▸ Given records:
//! Pricing

use rusty_money::{Money, MoneyError, iso::Currency};
use thiserror::Error;

/// Errors that can occur while calculating line or total prices.
#[derive(Debug, Error, PartialEq)]
pub enum TotalPriceError {
    /// Multiplying a unit price by its quantity overflowed.
    #[error("line total overflows: {unit_minor} x {quantity}")]
    Overflow {
        /// Unit price in minor units
        unit_minor: i64,
        /// Quantity
        quantity: u32,
    },

    /// Wrapped money arithmetic or currency mismatch error.
    #[error(transparent)]
    Money(#[from] MoneyError),
}

/// Calculates the price of `quantity` units at `unit_price`.
///
/// # Errors
///
/// - [`TotalPriceError::Overflow`]: the minor-unit product does not fit in an `i64`.
pub fn line_total<'a>(
    unit_price: Money<'a, Currency>,
    quantity: u32,
) -> Result<Money<'a, Currency>, TotalPriceError> {
    let unit_minor = unit_price.to_minor_units();

    let minor = unit_minor
        .checked_mul(i64::from(quantity))
        .ok_or(TotalPriceError::Overflow {
            unit_minor,
            quantity,
        })?;

    Ok(Money::from_minor(minor, unit_price.currency()))
}

/// Calculates the total price of `(unit price, quantity)` lines.
///
/// An empty set of lines totals zero in `currency`.
///
/// # Errors
///
/// - [`TotalPriceError::Overflow`]: a line total overflowed.
/// - [`TotalPriceError::Money`]: a line is priced in a different currency.
pub fn total_price<'a>(
    lines: impl IntoIterator<Item = (Money<'a, Currency>, u32)>,
    currency: &'a Currency,
) -> Result<Money<'a, Currency>, TotalPriceError> {
    lines
        .into_iter()
        .try_fold(Money::from_minor(0, currency), |acc, (unit_price, quantity)| {
            Ok(acc.add(line_total(unit_price, quantity)?)?)
        })
}

#[cfg(test)]
mod tests {
    use rusty_money::iso::{GBP, USD};
    use testresult::TestResult;

    use super::*;

    #[test]
    fn line_total_multiplies_minor_units() -> TestResult {
        let total = line_total(Money::from_minor(440, USD), 2)?;

        assert_eq!(total, Money::from_minor(880, USD));

        Ok(())
    }

    #[test]
    fn line_total_reports_overflow() {
        let result = line_total(Money::from_minor(i64::MAX, USD), 2);

        assert_eq!(
            result,
            Err(TotalPriceError::Overflow {
                unit_minor: i64::MAX,
                quantity: 2
            })
        );
    }

    #[test]
    fn total_price_sums_lines() -> TestResult {
        let lines = [
            (Money::from_minor(440, USD), 2),
            (Money::from_minor(180, USD), 1),
        ];

        assert_eq!(total_price(lines, USD)?, Money::from_minor(1060, USD));

        Ok(())
    }

    #[test]
    fn total_price_of_nothing_is_zero() -> TestResult {
        let lines: [(Money<'static, Currency>, u32); 0] = [];

        assert_eq!(total_price(lines, USD)?, Money::from_minor(0, USD));

        Ok(())
    }

    #[test]
    fn total_price_rejects_mixed_currencies() {
        let lines = [(Money::from_minor(100, GBP), 1)];

        assert!(matches!(
            total_price(lines, USD),
            Err(TotalPriceError::Money(_))
        ));
    }
}
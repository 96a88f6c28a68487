//! Cart
//!
//! Line items keyed by product id, in insertion order. Totals and category groups are
//! derived on every read.

use jiff::Timestamp;
use rusty_money::{Money, iso::Currency};
use smallvec::{SmallVec, smallvec};
use thiserror::Error;

use crate::{
    categories::Category,
    pricing::{TotalPriceError, total_price},
    products::{Product, ProductId},
};

pub mod engine;
pub mod items;
pub mod storage;

pub use items::CartItem;

/// Errors raised by cart mutations. A failed mutation leaves the cart untouched.
#[derive(Debug, Error, PartialEq, Eq)]
pub enum CartError {
    /// The product cannot be ordered right now.
    #[error("Producto no disponible: {name}")]
    Unavailable {
        /// Product id
        id: ProductId,
        /// Product name
        name: String,
    },

    /// No product with this id exists in the catalog.
    #[error("Product {0} not found")]
    ProductNotFound(ProductId),

    /// Items are added at least one unit at a time.
    #[error("Quantity must be at least 1")]
    ZeroQuantity,

    /// The accumulated quantity does not fit in a `u32`.
    #[error("Quantity overflow for product {0}")]
    QuantityOverflow(ProductId),

    /// The product is priced in a different currency from the cart.
    #[error("Product {id} has currency {found}, but cart has currency {expected}")]
    CurrencyMismatch {
        /// Product id
        id: ProductId,
        /// Product currency code
        found: &'static str,
        /// Cart currency code
        expected: &'static str,
    },
}

/// Result of a successful [`Cart::add_item`].
#[derive(Debug, Clone, Copy, PartialEq, Eq)]
pub enum AddOutcome {
    /// A new line was created.
    Added {
        /// Quantity of the new line
        quantity: u32,
    },

    /// An existing line was topped up.
    Increased {
        /// Quantity after the increase
        quantity: u32,
    },
}

impl AddOutcome {
    /// Quantity of the line after the addition.
    #[must_use]
    pub fn quantity(self) -> u32 {
        match self {
            AddOutcome::Added { quantity } | AddOutcome::Increased { quantity } => quantity,
        }
    }
}

/// Result of a quantity adjustment on an existing line.
#[derive(Debug, Clone, Copy, PartialEq, Eq)]
pub enum Adjustment {
    /// The line now holds this quantity.
    Updated(u32),

    /// The line was removed.
    Removed,

    /// There was no line for the product; nothing changed.
    Missing,
}

/// Cart lines sharing a category, in insertion order.
#[derive(Debug, Clone, PartialEq)]
pub struct CategoryGroup<'c> {
    /// Category of every line in the group
    pub category: Category,

    /// Lines in insertion order
    pub items: SmallVec<[&'c CartItem<'c>; 4]>,
}

impl CategoryGroup<'_> {
    /// Sum of the group's line totals.
    ///
    /// # Errors
    ///
    /// Returns a [`TotalPriceError`] on overflow or currency mismatch.
    pub fn subtotal(
        &self,
        currency: &'static Currency,
    ) -> Result<Money<'static, Currency>, TotalPriceError> {
        total_price(
            self.items
                .iter()
                .map(|item| (item.unit_price(), item.quantity())),
            currency,
        )
    }
}

/// Cart
#[derive(Debug, Clone, PartialEq)]
pub struct Cart<'a> {
    items: Vec<CartItem<'a>>,
    currency: &'static Currency,
    open: bool,
}

impl<'a> Cart<'a> {
    /// Create an empty, closed cart.
    #[must_use]
    pub fn new(currency: &'static Currency) -> Self {
        Cart {
            items: Vec::new(),
            currency,
            open: false,
        }
    }

    /// Add `quantity` units of `product`.
    ///
    /// An existing line accumulates the quantity; otherwise a new line is appended with
    /// `added_at = now`.
    ///
    /// # Errors
    ///
    /// - [`CartError::ZeroQuantity`]: `quantity` is zero.
    /// - [`CartError::Unavailable`]: the product cannot be ordered.
    /// - [`CartError::CurrencyMismatch`]: the product is priced in another currency.
    /// - [`CartError::QuantityOverflow`]: the accumulated quantity overflows.
    pub fn add_item(
        &mut self,
        product: &'a Product,
        quantity: u32,
        now: Timestamp,
    ) -> Result<AddOutcome, CartError> {
        if quantity == 0 {
            return Err(CartError::ZeroQuantity);
        }

        if !product.available {
            return Err(CartError::Unavailable {
                id: product.id,
                name: product.name.clone(),
            });
        }

        let found = product.price.currency();

        if found != self.currency {
            return Err(CartError::CurrencyMismatch {
                id: product.id,
                found: found.iso_alpha_code,
                expected: self.currency.iso_alpha_code,
            });
        }

        if let Some(item) = self.get_mut(product.id) {
            let total = item
                .quantity()
                .checked_add(quantity)
                .ok_or(CartError::QuantityOverflow(product.id))?;

            item.set_quantity(total);

            return Ok(AddOutcome::Increased { quantity: total });
        }

        self.items.push(CartItem::new(product, quantity, now));

        Ok(AddOutcome::Added { quantity })
    }

    /// Remove the line for `id`, returning it. Absent lines are not an error.
    pub fn remove_item(&mut self, id: ProductId) -> Option<CartItem<'a>> {
        let idx = self.position(id)?;

        Some(self.items.remove(idx))
    }

    /// Overwrite the quantity of an existing line. Zero removes the line; a missing line
    /// is never created.
    pub fn set_quantity(&mut self, id: ProductId, quantity: u32) -> Adjustment {
        if quantity == 0 {
            return match self.remove_item(id) {
                Some(_) => Adjustment::Removed,
                None => Adjustment::Missing,
            };
        }

        match self.get_mut(id) {
            Some(item) => {
                item.set_quantity(quantity);
                Adjustment::Updated(quantity)
            }
            None => Adjustment::Missing,
        }
    }

    /// Add one unit to an existing line.
    pub fn increment(&mut self, id: ProductId) -> Adjustment {
        match self.get_mut(id) {
            Some(item) => {
                let quantity = item.quantity().saturating_add(1);
                item.set_quantity(quantity);
                Adjustment::Updated(quantity)
            }
            None => Adjustment::Missing,
        }
    }

    /// Take one unit from an existing line, removing it instead of reaching zero.
    pub fn decrement(&mut self, id: ProductId) -> Adjustment {
        match self.get(id).map(CartItem::quantity) {
            Some(quantity) if quantity > 1 => self.set_quantity(id, quantity - 1),
            Some(_) => self.set_quantity(id, 0),
            None => Adjustment::Missing,
        }
    }

    /// Remove every line.
    pub fn clear(&mut self) {
        self.items.clear();
    }

    /// The line for `id`
    #[must_use]
    pub fn get(&self, id: ProductId) -> Option<&CartItem<'a>> {
        self.items.iter().find(|item| item.product_id() == id)
    }

    /// Quantity held for `id`, zero when absent.
    #[must_use]
    pub fn quantity_of(&self, id: ProductId) -> u32 {
        self.get(id).map_or(0, CartItem::quantity)
    }

    /// Whether there is a line for `id`.
    #[must_use]
    pub fn contains(&self, id: ProductId) -> bool {
        self.get(id).is_some()
    }

    /// Iterate over the lines in insertion order.
    pub fn iter(&self) -> impl Iterator<Item = &CartItem<'a>> {
        self.items.iter()
    }

    /// Lines in insertion order.
    #[must_use]
    pub fn items(&self) -> &[CartItem<'a>] {
        &self.items
    }

    /// Number of distinct lines.
    #[must_use]
    pub fn len(&self) -> usize {
        self.items.len()
    }

    /// Whether the cart has no lines.
    #[must_use]
    pub fn is_empty(&self) -> bool {
        self.items.is_empty()
    }

    /// Currency of the cart.
    #[must_use]
    pub fn currency(&self) -> &'static Currency {
        self.currency
    }

    /// Sum of quantities over every line.
    #[must_use]
    pub fn total_item_count(&self) -> u64 {
        self.items
            .iter()
            .map(|item| u64::from(item.quantity()))
            .sum()
    }

    /// Sum of unit price times quantity over every line. An empty cart totals zero.
    ///
    /// # Errors
    ///
    /// Returns a [`TotalPriceError`] on overflow.
    pub fn total_price(&self) -> Result<Money<'static, Currency>, TotalPriceError> {
        total_price(
            self.items
                .iter()
                .map(|item| (item.unit_price(), item.quantity())),
            self.currency,
        )
    }

    /// Lines grouped by category. Groups appear in the order their category was first
    /// encountered; lines keep insertion order within a group.
    #[must_use]
    pub fn grouped_by_category(&self) -> Vec<CategoryGroup<'_>> {
        let mut groups: Vec<CategoryGroup<'_>> = Vec::new();

        for item in &self.items {
            let category = item.product().category;

            match groups.iter_mut().find(|group| group.category == category) {
                Some(group) => group.items.push(item),
                None => groups.push(CategoryGroup {
                    category,
                    items: smallvec![item],
                }),
            }
        }

        groups
    }

    /// Whether the cart panel is shown.
    #[must_use]
    pub fn is_open(&self) -> bool {
        self.open
    }

    /// Show the cart panel.
    pub fn open(&mut self) {
        self.open = true;
    }

    /// Hide the cart panel.
    pub fn close(&mut self) {
        self.open = false;
    }

    /// Flip the cart panel visibility.
    pub fn toggle(&mut self) {
        self.open = !self.open;
    }

    pub(crate) fn push_restored(&mut self, item: CartItem<'a>) {
        self.items.push(item);
    }

    fn get_mut(&mut self, id: ProductId) -> Option<&mut CartItem<'a>> {
        self.items.iter_mut().find(|item| item.product_id() == id)
    }

    fn position(&self, id: ProductId) -> Option<usize> {
        self.items.iter().position(|item| item.product_id() == id)
    }
}
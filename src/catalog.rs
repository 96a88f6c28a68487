//! Catalog
//!
//! The in-memory menu: products, category descriptions and promotion bundles. The
//! catalog is immutable once built; every query borrows from it and recomputes its
//! result on each call.

use rustc_hash::{FxHashMap, FxHashSet};
use rusty_money::{Money, iso::Currency};
use thiserror::Error;

use crate::{
    categories::{Category, CategoryInfo, CategoryMap},
    products::{Product, ProductId},
    promotions::{Promotion, PromotionId},
};

pub mod categories;
pub mod filters;
pub mod promotions;
pub mod statistics;

/// Errors raised while assembling a catalog.
#[derive(Debug, Error, PartialEq, Eq)]
pub enum CatalogError {
    /// Two products share an id.
    #[error("Duplicate product id {0}")]
    DuplicateProduct(ProductId),

    /// Two promotions share an id.
    #[error("Duplicate promotion id {0}")]
    DuplicatePromotion(PromotionId),

    /// A price is in a different currency from the catalog.
    #[error("Currency mismatch: expected {expected}, found {found}")]
    CurrencyMismatch {
        /// Catalog currency code
        expected: &'static str,
        /// Offending currency code
        found: &'static str,
    },
}

/// Catalog
#[derive(Debug, Clone)]
pub struct Catalog {
    products: Vec<Product>,
    product_index: FxHashMap<ProductId, usize>,
    categories: CategoryMap<CategoryInfo>,
    promotions: Vec<Promotion>,
    currency: &'static Currency,
}

impl Catalog {
    /// Assemble a catalog, checking id uniqueness and currency consistency.
    ///
    /// # Errors
    ///
    /// Returns a [`CatalogError`] on duplicate ids or mixed currencies.
    pub fn new(
        products: Vec<Product>,
        categories: CategoryMap<CategoryInfo>,
        promotions: Vec<Promotion>,
        currency: &'static Currency,
    ) -> Result<Self, CatalogError> {
        let mut product_index = FxHashMap::default();

        for (idx, product) in products.iter().enumerate() {
            check_currency(&product.price, currency)?;

            if product_index.insert(product.id, idx).is_some() {
                return Err(CatalogError::DuplicateProduct(product.id));
            }
        }

        let mut promotion_ids = FxHashSet::default();

        for promotion in &promotions {
            check_currency(&promotion.price, currency)?;
            check_currency(&promotion.original_price, currency)?;

            if !promotion_ids.insert(promotion.id) {
                return Err(CatalogError::DuplicatePromotion(promotion.id));
            }
        }

        Ok(Self {
            products,
            product_index,
            categories,
            promotions,
            currency,
        })
    }

    /// All products in catalog order.
    #[must_use]
    pub fn products(&self) -> &[Product] {
        &self.products
    }

    /// All promotion bundles in catalog order.
    #[must_use]
    pub fn promotions(&self) -> &[Promotion] {
        &self.promotions
    }

    /// Currency every price in the catalog is expressed in.
    #[must_use]
    pub fn currency(&self) -> &'static Currency {
        self.currency
    }

    /// Number of products.
    #[must_use]
    pub fn len(&self) -> usize {
        self.products.len()
    }

    /// Whether the catalog has no products.
    #[must_use]
    pub fn is_empty(&self) -> bool {
        self.products.is_empty()
    }

    /// Look up a product by id.
    #[must_use]
    pub fn by_id(&self, id: ProductId) -> Option<&Product> {
        self.product_index
            .get(&id)
            .and_then(|&idx| self.products.get(idx))
    }

    /// Products listed under `category`, in catalog order.
    #[must_use]
    pub fn by_category(&self, category: Category) -> Vec<&Product> {
        self.products
            .iter()
            .filter(|product| product.category == category)
            .collect()
    }

    /// Case-insensitive substring search over product names and descriptions.
    ///
    /// An empty term matches every product.
    #[must_use]
    pub fn search(&self, term: &str) -> Vec<&Product> {
        let term = term.to_lowercase();

        self.products
            .iter()
            .filter(|product| product.matches_term(&term))
            .collect()
    }

    /// Products priced within `min..=max`. Returns nothing when `min > max`.
    #[must_use]
    pub fn by_price_range(
        &self,
        min: Money<'_, Currency>,
        max: Money<'_, Currency>,
    ) -> Vec<&Product> {
        let (min, max) = (*min.amount(), *max.amount());

        self.products
            .iter()
            .filter(|product| product.priced_within(min, max))
            .collect()
    }

    /// Products flagged as popular.
    #[must_use]
    pub fn popular(&self) -> Vec<&Product> {
        self.products.iter().filter(|product| product.popular).collect()
    }

    /// Promotional products.
    #[must_use]
    pub fn promotional(&self) -> Vec<&Product> {
        self.products
            .iter()
            .filter(|product| product.promotional)
            .collect()
    }

    /// Products that can currently be ordered.
    #[must_use]
    pub fn available(&self) -> Vec<&Product> {
        self.products
            .iter()
            .filter(|product| product.available)
            .collect()
    }
}

fn check_currency(
    price: &Money<'_, Currency>,
    currency: &'static Currency,
) -> Result<(), CatalogError> {
    let found = price.currency();

    if found == currency {
        Ok(())
    } else {
        Err(CatalogError::CurrencyMismatch {
            expected: currency.iso_alpha_code,
            found: found.iso_alpha_code,
        })
    }
}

▸ What needs to be done:
Figure out how many lines above include the string "popular", then report that number and nothing else.

▸ Task result:
3